POTENTIAL OR UNFORTUNATE DEVELOPMENT?

U19 JURY


Ein Neunjähriger programmiert einen voll funktionsfähigen HTML-Editor, mit gut überlegten Short-Keys und sogar einem integrierten, menügestützten VRML-Editor.

Im Rahmen des Wettbewerbs u19, dessen Untertitel "Freestyle Computing" lautet und der die Möglichkeiten umschreibt, mit dem Computer außerhalb eines erwachsenen, produktorientierten Denkens in technischen Standards zu operieren, wirft diese - wohlbemerkt ausgezeichnete - Arbeit stellvertretend für eine große Zahl anderer Einreichungen einige Fragen auf.
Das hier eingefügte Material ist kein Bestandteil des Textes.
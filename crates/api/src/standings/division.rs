use super::error::ValidationError;

#[derive(Debug, Clone, PartialEq, Eq)]
pub struct DivisionInfo {
    pub code: String,
    pub name: String,
}

impl DivisionInfo {
    pub fn new(code: impl Into<String>, name: impl Into<String>) -> Self {
        Self {
            code: code.into(),
            name: name.into(),
        }
    }
}

/// The closed set of divisions competing in a deployment, in display order.
///
/// Order matters: aggregated rows come out in this order, so it is also the residual
/// order for divisions that tie on every ranking key.
#[derive(Debug, Clone, Default, PartialEq, Eq)]
pub struct DivisionSet {
    divisions: Vec<DivisionInfo>,
}

impl DivisionSet {
    /// Duplicate codes keep their first occurrence.
    pub fn new(divisions: impl IntoIterator<Item = DivisionInfo>) -> Self {
        let mut unique: Vec<DivisionInfo> = Vec::new();
        for division in divisions {
            if !unique.iter().any(|d| d.code == division.code) {
                unique.push(division);
            }
        }
        Self { divisions: unique }
    }

    /// Build a set where each division is named after its code.
    pub fn from_codes<I, S>(codes: I) -> Self
    where
        I: IntoIterator<Item = S>,
        S: Into<String>,
    {
        Self::new(codes.into_iter().map(|code| {
            let code = code.into();
            DivisionInfo::new(code.clone(), code)
        }))
    }

    pub fn len(&self) -> usize {
        self.divisions.len()
    }

    pub fn is_empty(&self) -> bool {
        self.divisions.is_empty()
    }

    pub fn iter(&self) -> impl Iterator<Item = &DivisionInfo> {
        self.divisions.iter()
    }

    pub fn position(&self, code: &str) -> Option<usize> {
        self.divisions.iter().position(|d| d.code == code)
    }

    pub fn contains(&self, code: &str) -> bool {
        self.position(code).is_some()
    }

    pub fn name_of(&self, code: &str) -> Option<&str> {
        self.divisions
            .iter()
            .find(|d| d.code == code)
            .map(|d| d.name.as_str())
    }

    pub fn require(&self, code: &str) -> Result<(), ValidationError> {
        if self.contains(code) {
            Ok(())
        } else {
            Err(ValidationError::UnknownDivision(code.to_string()))
        }
    }
}

#[cfg(test)]
mod tests {
    use super::*;

    #[test]
    fn keeps_first_occurrence_of_duplicate_codes() {
        let set = DivisionSet::new([
            DivisionInfo::new("A", "Anarchy"),
            DivisionInfo::new("B", "Big Dawgs"),
            DivisionInfo::new("A", "Impostor"),
        ]);

        assert_eq!(set.len(), 2);
        assert_eq!(set.name_of("A"), Some("Anarchy"));
        assert_eq!(set.position("B"), Some(1));
    }

    #[test]
    fn require_rejects_codes_outside_the_set() {
        let set = DivisionSet::from_codes(["A", "B", "C"]);

        assert!(set.require("C").is_ok());
        assert_eq!(
            set.require("Z"),
            Err(ValidationError::UnknownDivision("Z".to_string()))
        );
    }
}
Dies um so mehr, wenn man dieses Phänomen mit einer anderen Feststellung in Verbindung bringt: und zwar damit, dass im oberen Alterssegment der u19-Einreicher, in deren Arbeiten oft ein konzeptioneller Ansatz feststellbar ist, ein zum Teil begrenztes technisches Verständnis des Computers als programmierbare Maschine zu einem bescheidenen Hindernis auf dem Weg zur Umsetzung einer Idee wird.
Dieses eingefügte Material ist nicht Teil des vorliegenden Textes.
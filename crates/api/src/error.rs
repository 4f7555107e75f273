use axum::{
    http::StatusCode,
    response::{IntoResponse, Response},
    Json,
};
use serde::Serialize;
use thiserror::Error;

#[derive(Debug, Error)]
pub enum AppError {
    #[error("database error")]
    Db(#[from] sqlx::Error),

    #[error("unauthorized: {0}")]
    Unauthorized(String),

    #[error("bad request: {0}")]
    BadRequest(String),

    #[error("internal error: {0}")]
    Internal(String),

    #[error(transparent)]
    Anyhow(#[from] anyhow::Error),
}

#[derive(Serialize)]
struct ErrorBody {
    error: String,
}

impl IntoResponse for AppError {
    fn into_response(self) -> Response {
        let status = match &self {
            AppError::Unauthorized(_) => StatusCode::UNAUTHORIZED,
            AppError::BadRequest(_) => StatusCode::BAD_REQUEST,
            AppError::Internal(_) => StatusCode::INTERNAL_SERVER_ERROR,
            AppError::Db(e) => {
                tracing::error!("Database error: {e}");
                StatusCode::INTERNAL_SERVER_ERROR
            }
            AppError::Anyhow(e) => {
                tracing::error!("Unhandled error: {e:#}");
                StatusCode::INTERNAL_SERVER_ERROR
            }
        };
        (
            status,
            Json(ErrorBody {
                error: self.to_string(),
            }),
        )
            .into_response()
    }
}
Die Frage, die sich aufdrängt, ist: Stellen diese technischen Stilübungen ein Potenzial dar oder sind sie als eine Fehlentwicklung, als ein Nachahmungsversuch der Erwachsenenwelt und deren Umgang mit (Computer)Realitäten zu interpretieren? Wenn man davon ausgeht, dass ein neunjähriges Kind noch nicht den Wert seiner Arbeit und seiner Anstrengungen (hinter gewissen Einreichungen stehen monate-, ja, gar jahrelange Entwicklungen) hinterfragt und den Mehrwert einer Idee erst noch entdecken wird, kann man optimistisch sein und von diesen Jugendlichen, egal ob sie schon 19 sind oder nicht, noch Spannendes erwarten.
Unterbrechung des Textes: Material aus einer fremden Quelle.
use super::division::DivisionSet;
use super::error::ValidationError;
use super::record::{MatchRecord, SideOutcome};

/// What one side of one record adds to a division's totals.
#[derive(Debug, Clone, Copy, PartialEq)]
pub struct Contribution<'a> {
    pub division: &'a str,
    pub played: u32,
    pub won: u32,
    pub lost: u32,
    pub drawn: u32,
    pub match_points: f64,
    pub game_points: f64,
}

/// Anything that can be folded into division totals.
pub trait Contributes {
    fn event_id(&self) -> &str;

    fn contributions(&self) -> impl Iterator<Item = Contribution<'_>>;
}

impl MatchRecord {
    fn side<'s>(&'s self, division: &'s str, match_points: f64, game_points: f64) -> Contribution<'s> {
        let (won, lost, drawn) = match self.outcome_for(division) {
            SideOutcome::Won => (1, 0, 0),
            SideOutcome::Lost => (0, 1, 0),
            SideOutcome::Drawn => (0, 0, 1),
            SideOutcome::Pending => (0, 0, 0),
        };

        Contribution {
            division,
            played: won + lost + drawn,
            won,
            lost,
            drawn,
            match_points,
            game_points,
        }
    }
}

impl Contributes for MatchRecord {
    fn event_id(&self) -> &str {
        &self.event_id
    }

    /// One contribution per side, each touching only its own division.
    fn contributions(&self) -> impl Iterator<Item = Contribution<'_>> {
        [
            self.side(&self.division_a, self.match_points_a, self.game_points_a),
            self.side(&self.division_b, self.match_points_b, self.game_points_b),
        ]
        .into_iter()
    }
}

/// A row of the pre-aggregated `standings` cache.
#[derive(Debug, Clone, PartialEq)]
pub struct CachedStanding {
    pub event_id: String,
    pub division: String,
    pub played: u32,
    pub won: u32,
    pub lost: u32,
    pub drawn: u32,
    pub match_points: f64,
    pub game_points: f64,
}

impl Contributes for CachedStanding {
    fn event_id(&self) -> &str {
        &self.event_id
    }

    fn contributions(&self) -> impl Iterator<Item = Contribution<'_>> {
        std::iter::once(Contribution {
            division: &self.division,
            played: self.played,
            won: self.won,
            lost: self.lost,
            drawn: self.drawn,
            match_points: self.match_points,
            game_points: self.game_points,
        })
    }
}

#[derive(Debug, Clone, PartialEq)]
pub struct DivisionStanding {
    pub division: String,
    pub played: u32,
    pub won: u32,
    pub lost: u32,
    pub drawn: u32,
    pub match_points: f64,
    pub game_points: f64,
    pub gold: u32,
    pub silver: u32,
    pub bronze: u32,
    pub points: f64,
}

impl DivisionStanding {
    pub fn new(division: impl Into<String>) -> Self {
        Self {
            division: division.into(),
            played: 0,
            won: 0,
            lost: 0,
            drawn: 0,
            match_points: 0.0,
            game_points: 0.0,
            gold: 0,
            silver: 0,
            bronze: 0,
            points: 0.0,
        }
    }
}

/// Running totals for one division. Points are summed once every contribution is in,
/// smallest first, so the total is the same bits whatever order the records came in.
#[derive(Debug)]
struct Tally {
    standing: DivisionStanding,
    match_points: Vec<f64>,
    game_points: Vec<f64>,
}

impl Tally {
    fn new(division: &str) -> Self {
        Self {
            standing: DivisionStanding::new(division),
            match_points: Vec::new(),
            game_points: Vec::new(),
        }
    }

    fn absorb(&mut self, contribution: &Contribution<'_>) {
        self.standing.played += contribution.played;
        self.standing.won += contribution.won;
        self.standing.lost += contribution.lost;
        self.standing.drawn += contribution.drawn;
        self.match_points.push(contribution.match_points);
        self.game_points.push(contribution.game_points);
    }

    fn finish(self) -> DivisionStanding {
        DivisionStanding {
            match_points: canonical_sum(self.match_points),
            game_points: canonical_sum(self.game_points),
            ..self.standing
        }
    }
}

fn canonical_sum(mut values: Vec<f64>) -> f64 {
    values.sort_by(f64::total_cmp);
    values.into_iter().fold(0.0, |total, value| total + value)
}

/// Totals keyed by division, held in division-set order.
#[derive(Debug, Clone, Default, PartialEq)]
pub struct DivisionTotals {
    rows: Vec<DivisionStanding>,
}

impl DivisionTotals {
    pub(crate) fn from_slots(slots: Vec<Option<DivisionStanding>>) -> Self {
        Self {
            rows: slots.into_iter().flatten().collect(),
        }
    }

    pub fn get(&self, division: &str) -> Option<&DivisionStanding> {
        self.rows.iter().find(|row| row.division == division)
    }

    pub fn iter(&self) -> impl Iterator<Item = &DivisionStanding> {
        self.rows.iter()
    }

    pub fn len(&self) -> usize {
        self.rows.len()
    }

    pub fn is_empty(&self) -> bool {
        self.rows.is_empty()
    }

    pub fn into_rows(self) -> Vec<DivisionStanding> {
        self.rows
    }
}

/// Fold records into one totals row per division.
///
/// Only records whose event passes `scope` are counted. A division that receives no
/// in-scope contribution gets no row. Rows come out in `divisions` order whatever the
/// order of `records`, so the same record set always yields the same totals.
pub fn aggregate<'a, R>(
    records: impl IntoIterator<Item = &'a R>,
    divisions: &DivisionSet,
    scope: impl Fn(&str) -> bool,
) -> Result<DivisionTotals, ValidationError>
where
    R: Contributes + 'a,
{
    let mut slots: Vec<Option<Tally>> = std::iter::repeat_with(|| None).take(divisions.len()).collect();

    for record in records {
        if !scope(record.event_id()) {
            continue;
        }

        for contribution in record.contributions() {
            let index = divisions
                .position(contribution.division)
                .ok_or_else(|| ValidationError::UnknownDivision(contribution.division.to_string()))?;

            slots[index]
                .get_or_insert_with(|| Tally::new(contribution.division))
                .absorb(&contribution);
        }
    }

    Ok(DivisionTotals::from_slots(
        slots.into_iter().map(|slot| slot.map(Tally::finish)).collect(),
    ))
}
Will man pessimistisch sein, kann man diese technische Bessesenheit bei so jungen Menschen als Fantasielosigkeit interpretieren - ohne damit den Verlust des so idealisierten Potenzials der Jugend, kreativ, frech und naiv zugleich zu sein, beklagen zu wollen. Dieses vermeintliche "Potenzial" spiegelt ja wohl mehr eine Erwartung wider, die die Erwachsenenwelt an "die Jugend" richtet. "Die Jugend" tut vieles, aber kümmert sich offensichtlich wenig um irgendwelche Erwartungen - und das zu Recht.

Die Antwort ist Glaubenssache und hat die Jury drei Tage lang intensiv beschäftigt...

Vielen Einreichern möchten wir trotzdem - als Denkanstoß - ein paar Schlagworte dieser Diskussionen nicht vorenthalten:

- Mehr Raum für Hypothesen und ungewöhnliche Ideen
- Mehr Mut zum Experiment
- Inhalt vor Design

Vor diesen Kriterien bestanden zwar wenige, aber - und das muss erwähnt werden - vor allem die Anerkennungen bestachen entweder durch ihre zum Teil außergewöhnliche Umsetzung oder durch eine tragende Idee. Oder - wie bei den drei Nominierungen erkennbar - durch die Idee und Umsetzung.

Schlussendlich also herrscht doch die Hoffnung, dass die heute ganz Jungen, ausgestattet mit dem technischen Rüstzeug, das sie in diesem Jahr bereits unter Beweis stellten, schon im nächsten Jahr wirklich freestyle computen!